REDUCTIVE DISSOLUTION OF MANGANESE(III,IV) (HYDR)OXIDES BY EXTRACELLULAR BIOCHEMICALS: STRUCTURE-REACTIVITY INVESTIGATIONS

Manganese (hydr)oxides are among the most reactive oxidants in soils and sediments, and accumulate near redox gradients. Our hypothesis is that reactions with manganese (hydr)oxides serve as important sinks for biochemicals exuded by organisms. Our studies began with the synthesis of the pure Mn(III) phase MnOOH(manganite), the pure Mn(IV) phase MnO₂(pyrolusite), and the mixed phase MnO₂(birnessite). To provide the basis for predicting pathways and rates of oxidation, reactions of biochemicals within and across compound classes have been explored. Malonic acid and malonic acid dimethyl ester are far more reactive towards MnO₂(birnessite) than dimethylmalonic acid, indicating that the presence of hydrogen in the alpha-position relative to carboxylate groups is important. At pH 5.0, malonic acid, acetoacetic acid, and acetylacetone yield reaction rates with MnO₂(birnessite) that are within an order of magnitude of one another. The drop off in reaction rate with increasing pH for acetylacetone is considerably less than observed with malonic acid and acetoacetic acid, and is likely due to its much higher pK_a. Consideration of tautomerization equilibria indicates that the concentration of enol tautomer at fixed pH increases in the order: malonic acid < acetoacetic acid < acetylacetone. Aldehydes generally react more rapidly than beta-diketones and simple ketones.
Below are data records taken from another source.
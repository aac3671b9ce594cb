//! API key middleware for Actix Web.
//!
//! All machine-to-machine endpoints authenticate with a static key in a request header: the
//! Discord bot presents `x-api-key` (or the same key as an `Authorization: Bearer` token), the
//! game-server plugins present `x-api-token`, and the payment provider may be configured to send
//! `x-webhook-secret` with its webhooks.
//!
//! Wrap a scope with this middleware to protect every route inside it. The comparison is a plain
//! equality check against the configured key.

use std::{
    future::{ready, Ready},
    rc::Rc,
};

use actix_web::{
    dev::{forward_ready, Service, ServiceRequest, ServiceResponse, Transform},
    http::header::AUTHORIZATION,
    Error,
};
use futures::future::LocalBoxFuture;
use log::{trace, warn};
use vss_common::Secret;

use crate::errors::ServerError;

/// What the middleware does when the server has no key configured for the scope.
#[derive(Clone, Copy, Debug, PartialEq, Eq)]
pub enum MissingKeyPolicy {
    /// Reject every request. Bot and plugin scopes must never run open.
    Deny,
    /// Let requests through unchecked. Webhook secrets are optional.
    Allow,
}

pub struct ApiKeyMiddlewareFactory {
    header: String,
    key: Option<Secret<String>>,
    accept_bearer: bool,
    missing_key_policy: MissingKeyPolicy,
}

impl ApiKeyMiddlewareFactory {
    /// A key that must be configured and must match. An empty key counts as unconfigured and the
    /// scope rejects everything until one is set.
    pub fn required(header: &str, key: Secret<String>, accept_bearer: bool) -> Self {
        let key = if key.reveal().trim().is_empty() { None } else { Some(key) };
        Self { header: header.into(), key, accept_bearer, missing_key_policy: MissingKeyPolicy::Deny }
    }

    /// A key that is only checked when one is configured.
    pub fn optional(header: &str, key: Option<Secret<String>>) -> Self {
        Self { header: header.into(), key, accept_bearer: false, missing_key_policy: MissingKeyPolicy::Allow }
    }
}

impl<S, B> Transform<S, ServiceRequest> for ApiKeyMiddlewareFactory
where
    S: Service<ServiceRequest, Response = ServiceResponse<B>, Error = Error> + 'static,
    S::Future: 'static,
    B: 'static,
{
    type Error = Error;
    type Future = Ready<Result<Self::Transform, Self::InitError>>;
    type InitError = ();
    type Response = ServiceResponse<B>;
    type Transform = ApiKeyMiddlewareService<S>;

    fn new_transform(&self, service: S) -> Self::Future {
        ready(Ok(ApiKeyMiddlewareService {
            header: self.header.clone(),
            key: self.key.clone(),
            accept_bearer: self.accept_bearer,
            missing_key_policy: self.missing_key_policy,
            service: Rc::new(service),
        }))
    }
}

pub struct ApiKeyMiddlewareService<S> {
    header: String,
    key: Option<Secret<String>>,
    accept_bearer: bool,
    missing_key_policy: MissingKeyPolicy,
    service: Rc<S>,
}

impl<S, B> Service<ServiceRequest> for ApiKeyMiddlewareService<S>
where
    S: Service<ServiceRequest, Response = ServiceResponse<B>, Error = Error> + 'static,
    S::Future: 'static,
    B: 'static,
{
    type Error = Error;
    type Future = LocalBoxFuture<'static, Result<Self::Response, Self::Error>>;
    type Response = ServiceResponse<B>;

    forward_ready!(service);

    fn call(&self, req: ServiceRequest) -> Self::Future {
        let service = Rc::clone(&self.service);
        let header = self.header.clone();
        let key = self.key.clone();
        let accept_bearer = self.accept_bearer;
        let missing_key_policy = self.missing_key_policy;
        Box::pin(async move {
            let expected = match (key, missing_key_policy) {
                (Some(key), _) => key,
                (None, MissingKeyPolicy::Allow) => {
                    trace!("🔐️ No key is configured for {header}. Allowing request.");
                    return service.call(req).await;
                },
                (None, MissingKeyPolicy::Deny) => {
                    warn!("🔐️ No key is configured for {header}. Denying access.");
                    return Err(ServerError::AuthenticationError("No API key is configured on the server.".into()).into());
                },
            };
            match presented_key(&req, &header, accept_bearer) {
                Some(presented) if presented == *expected.reveal() => {
                    trace!("🔐️ API key check for {header} ✅️");
                    service.call(req).await
                },
                Some(_) => {
                    warn!("🔐️ Invalid API key in {header}. Denying access.");
                    Err(ServerError::AuthenticationError("Invalid API key.".into()).into())
                },
                None => {
                    warn!("🔐️ No API key presented in {header}. Denying access.");
                    Err(ServerError::AuthenticationError("No API key presented.".into()).into())
                },
            }
        })
    }
}

fn presented_key(req: &ServiceRequest, header: &str, accept_bearer: bool) -> Option<String> {
    let from_header = req
        .headers()
        .get(header)
        .and_then(|v| v.to_str().ok())
        .map(|s| s.trim().to_string())
        .filter(|s| !s.is_empty());
    if from_header.is_some() {
        return from_header;
    }
    if !accept_bearer {
        return None;
    }
    req.headers()
        .get(AUTHORIZATION)
        .and_then(|v| v.to_str().ok())
        .and_then(|v| v.strip_prefix("Bearer "))
        .map(|s| s.trim().to_string())
        .filter(|s| !s.is_empty())
}
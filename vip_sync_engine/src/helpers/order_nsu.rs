use chrono::Utc;

use crate::db_types::OrderId;

/// Generates a fresh order NSU of the form `ORD-<unix millis>-<8 hex chars>`.
///
/// The timestamp keeps NSUs roughly sortable and the random suffix keeps concurrent checkouts
/// from colliding. The unique constraint on the ledger is the real guarantee.
pub fn new_order_nsu() -> OrderId {
    let millis = Utc::now().timestamp_millis();
    let suffix = rand::random::<u32>();
    OrderId::from(format!("ORD-{millis}-{suffix:08x}"))
}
Beta-unsaturated carboxylic acids, such as fumaric acid and maleic acid, are also subject to oxidation. Citric acid is both a reductant and a moderately strong chelating agent. Autocatalysis, driven by the oxidation of Mn(II) complexes by surface-bound Mn(III) and Mn(IV), has been observed with citric acid and a half dozen structurally-related compounds. Mn(III) complexes in solution, however transitory, are potentially quite toxic to organisms, and therefore merit special attention.